Já para o meio cultural e os setores democráticos, o termo que resumia o sentimento generalizado de derrota para a ditadura era "sufoco". Tremendo sufoco, reclamava-se à boca pequena. Sufoco nas universidades, sufoco nas artes, sufoco no trabalho.

A cooptação de artistas e intelectuais de esquerda pelo sistema, como se dizia à época ("fulano foi cooptado") mostrava-se inevitável. Prosperava, na própria TV, uma produção cultural crescentemente voltada para o mercado. Era o que os críticos chamavam de cultura alienada, uma engrenagem que se movia para impedir a tomada de consciência das massas. A ideia da ignorância como projeto de poder, como sugeriu Darcy Ribeiro.

Cid Moreira foi o rosto mais influente e conhecido desse período sombrio do jornalismo, acossado pela censura mas também impulsionado pelas simpatias da mídia —e não apenas da Globo— pela ditadura que teria vindo em 1964 para nos salvar do comunismo.

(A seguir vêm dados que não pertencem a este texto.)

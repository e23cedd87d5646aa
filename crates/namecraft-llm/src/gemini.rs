//! Gemini Provider Implementation
//!
//! Provides integration with Google's Gemini `generateContent` REST API.
//!
//! # Features
//!
//! - Async HTTP communication with the Gemini API
//! - Configurable endpoint, model and API key
//! - Retry logic with exponential backoff
//! - Timeout handling
//!
//! # Examples
//!
//! ```no_run
//! use namecraft_llm::GeminiProvider;
//!
//! let provider = GeminiProvider::new("my-api-key").with_model("gemini-1.5-flash");
//!
//! // The generate method is async; the LlmProvider trait offers a blocking wrapper
//! ```

use crate::LlmError;
use namecraft_domain::traits::LlmProvider as LlmProviderTrait;
use serde::{Deserialize, Serialize};
use std::time::Duration;
use tracing::{debug, warn};

/// Default Gemini API endpoint
pub const DEFAULT_ENDPOINT: &str = "https://generativelanguage.googleapis.com";

/// Default Gemini model
pub const DEFAULT_MODEL: &str = "gemini-1.5-flash";

/// Environment variable consulted for the API key
pub const API_KEY_ENV: &str = "GEMINI_API_KEY";

/// Default timeout for LLM requests (30 seconds)
pub const DEFAULT_TIMEOUT_SECS: u64 = 30;

/// Default number of request attempts
pub const DEFAULT_MAX_RETRIES: u32 = 3;

/// Gemini API provider
pub struct GeminiProvider {
    endpoint: String,
    model: String,
    api_key: String,
    client: reqwest::Client,
    timeout: Duration,
    max_retries: u32,
}

/// Request body for the generateContent API
#[derive(Debug, Serialize)]
pub(crate) struct GenerateContentRequest {
    contents: Vec<Content>,
}

/// Response from the generateContent API
#[derive(Debug, Deserialize)]
pub(crate) struct GenerateContentResponse {
    #[serde(default)]
    candidates: Vec<Candidate>,
}

#[derive(Debug, Serialize, Deserialize)]
struct Content {
    #[serde(default)]
    parts: Vec<Part>,
}

#[derive(Debug, Serialize, Deserialize)]
struct Part {
    #[serde(default)]
    text: String,
}

#[derive(Debug, Deserialize)]
#[serde(rename_all = "camelCase")]
struct Candidate {
    content: Option<Content>,
    #[allow(dead_code)]
    finish_reason: Option<String>,
}

impl GenerateContentRequest {
    pub(crate) fn from_prompt(prompt: &str) -> Self {
        Self {
            contents: vec![Content {
                parts: vec![Part {
                    text: prompt.to_string(),
                }],
            }],
        }
    }
}

impl GenerateContentResponse {
    /// Concatenate the text parts of the first candidate
    pub(crate) fn into_text(self) -> Result<String, LlmError> {
        let candidate = self
            .candidates
            .into_iter()
            .next()
            .ok_or_else(|| LlmError::InvalidResponse("No candidates in response".to_string()))?;

        let content = candidate
            .content
            .ok_or_else(|| LlmError::InvalidResponse("Candidate has no content".to_string()))?;

        Ok(content.parts.into_iter().map(|p| p.text).collect())
    }
}

impl GeminiProvider {
    /// Create a new Gemini provider with the default endpoint and model
    ///
    /// # Examples
    ///
    /// ```no_run
    /// use namecraft_llm::GeminiProvider;
    ///
    /// let provider = GeminiProvider::new("my-api-key");
    /// ```
    pub fn new(api_key: impl Into<String>) -> Self {
        let timeout = Duration::from_secs(DEFAULT_TIMEOUT_SECS);

        Self {
            endpoint: DEFAULT_ENDPOINT.to_string(),
            model: DEFAULT_MODEL.to_string(),
            api_key: api_key.into(),
            client: build_client(timeout),
            timeout,
            max_retries: DEFAULT_MAX_RETRIES,
        }
    }

    /// Create a provider using the key in `GEMINI_API_KEY`
    ///
    /// # Errors
    ///
    /// Returns `LlmError::Authentication` if the variable is unset or blank
    pub fn from_env() -> Result<Self, LlmError> {
        let key = std::env::var(API_KEY_ENV)
            .ok()
            .filter(|k| !k.trim().is_empty())
            .ok_or_else(|| {
                LlmError::Authentication(format!("{} is not set", API_KEY_ENV))
            })?;
        Ok(Self::new(key))
    }

    /// Use a different model
    pub fn with_model(mut self, model: impl Into<String>) -> Self {
        self.model = model.into();
        self
    }

    /// Use a different API endpoint (e.g. a proxy)
    pub fn with_endpoint(mut self, endpoint: impl Into<String>) -> Self {
        self.endpoint = endpoint.into().trim_end_matches('/').to_string();
        self
    }

    /// Set the maximum number of request attempts
    ///
    /// A value of 0 is treated as 1: at least one request is always sent.
    pub fn with_max_retries(mut self, max_retries: u32) -> Self {
        self.max_retries = max_retries;
        self
    }

    /// Set the per-request timeout
    pub fn with_timeout(mut self, timeout: Duration) -> Self {
        self.client = build_client(timeout);
        self.timeout = timeout;
        self
    }

    /// Longest time `generate` can take before giving up
    pub fn worst_case_duration(&self) -> Duration {
        Self::retry_budget(self.max_retries, self.timeout)
    }

    /// Worst-case duration of `max_retries` attempts of `timeout` each,
    /// including the backoff sleeps between them
    pub fn retry_budget(max_retries: u32, timeout: Duration) -> Duration {
        let attempts = max_retries.max(1);
        let backoff = (1..attempts).map(backoff_secs).fold(0u64, u64::saturating_add);
        timeout
            .saturating_mul(attempts)
            .saturating_add(Duration::from_secs(backoff))
    }

    /// Model name in use
    pub fn model(&self) -> &str {
        &self.model
    }

    fn url(&self) -> String {
        format!("{}/v1beta/models/{}:generateContent", self.endpoint, self.model)
    }

    /// Generate text using the Gemini API
    ///
    /// # Errors
    ///
    /// Returns error if:
    /// - The API key is rejected
    /// - Model is not available
    /// - Network communication fails
    /// - Response format is invalid
    pub async fn generate(&self, prompt: &str) -> Result<String, LlmError> {
        if self.api_key.trim().is_empty() {
            return Err(LlmError::Authentication("API key is empty".to_string()));
        }

        let url = self.url();
        let request_body = GenerateContentRequest::from_prompt(prompt);

        // Retry logic with exponential backoff
        let max_attempts = self.max_retries.max(1);
        let mut attempts = 0;
        let mut last_error = None;

        while attempts < max_attempts {
            debug!("Gemini request attempt {} to model '{}'", attempts + 1, self.model);

            match self.client
                .post(&url)
                .header("x-goog-api-key", &self.api_key)
                .json(&request_body)
                .send()
                .await
            {
                Ok(response) => {
                    let status = response.status();
                    if status.is_success() {
                        return match response.json::<GenerateContentResponse>().await {
                            Ok(body) => body.into_text(),
                            Err(e) => Err(LlmError::InvalidResponse(
                                format!("Failed to parse response: {}", e)
                            )),
                        };
                    }

                    let error_text = response.text().await
                        .unwrap_or_else(|_| "Unknown error".to_string());

                    match status {
                        reqwest::StatusCode::NOT_FOUND => {
                            return Err(LlmError::ModelNotAvailable(self.model.clone()));
                        }
                        reqwest::StatusCode::UNAUTHORIZED | reqwest::StatusCode::FORBIDDEN => {
                            return Err(LlmError::Authentication(error_text));
                        }
                        reqwest::StatusCode::BAD_REQUEST => {
                            if error_text.contains("API_KEY_INVALID") {
                                return Err(LlmError::Authentication(error_text));
                            }
                            return Err(LlmError::Communication(
                                format!("HTTP {}: {}", status, error_text)
                            ));
                        }
                        reqwest::StatusCode::TOO_MANY_REQUESTS => {
                            last_error = Some(LlmError::RateLimitExceeded);
                        }
                        _ => {
                            last_error = Some(LlmError::Communication(
                                format!("HTTP {}: {}", status, error_text)
                            ));
                        }
                    }
                }
                Err(e) => {
                    last_error = Some(LlmError::Communication(
                        format!("Request failed: {}", e)
                    ));
                }
            }

            attempts += 1;
            if attempts < max_attempts {
                let delay = Duration::from_secs(backoff_secs(attempts));
                warn!("Gemini request failed, retrying in {:?}", delay);
                tokio::time::sleep(delay).await;
            }
        }

        Err(last_error.unwrap_or_else(|| {
            LlmError::Communication("Max retries exceeded".to_string())
        }))
    }
}

/// Exponential backoff after the given failed attempt: 1s, 2s, 4s, etc.
fn backoff_secs(attempt: u32) -> u64 {
    2u64.saturating_pow(attempt.saturating_sub(1))
}

fn build_client(timeout: Duration) -> reqwest::Client {
    reqwest::Client::builder()
        .timeout(timeout)
        .build()
        .unwrap_or_else(|_| reqwest::Client::new())
}

impl LlmProviderTrait for GeminiProvider {
    type Error = LlmError;

    fn generate(&self, prompt: &str) -> Result<String, Self::Error> {
        // Blocking wrapper for async function
        let runtime = tokio::runtime::Builder::new_current_thread()
            .enable_all()
            .build()
            .map_err(|e| LlmError::Other(format!("Failed to start runtime: {}", e)))?;
        runtime.block_on(async { self.generate(prompt).await })
    }

    fn model_name(&self) -> &str {
        &self.model
    }
}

Sua carreira, no entanto, foi longa. Deixou o JN em 1996, quando o país mudava e consolidava-se o processo de democratização. A presença no telejornal por tanto tempo e a atuação em outros programas da Globo —como a passagem pelo Fantástico— transcendem a visão mais restrita do rosto dos tempos da ditadura. Cid Moreira foi, afinal, uma grande estrela, um locutor virtuoso e um personagem que exerceu fascínio e reuniu fãs incontáveis —e tornou-se cult, além de querido.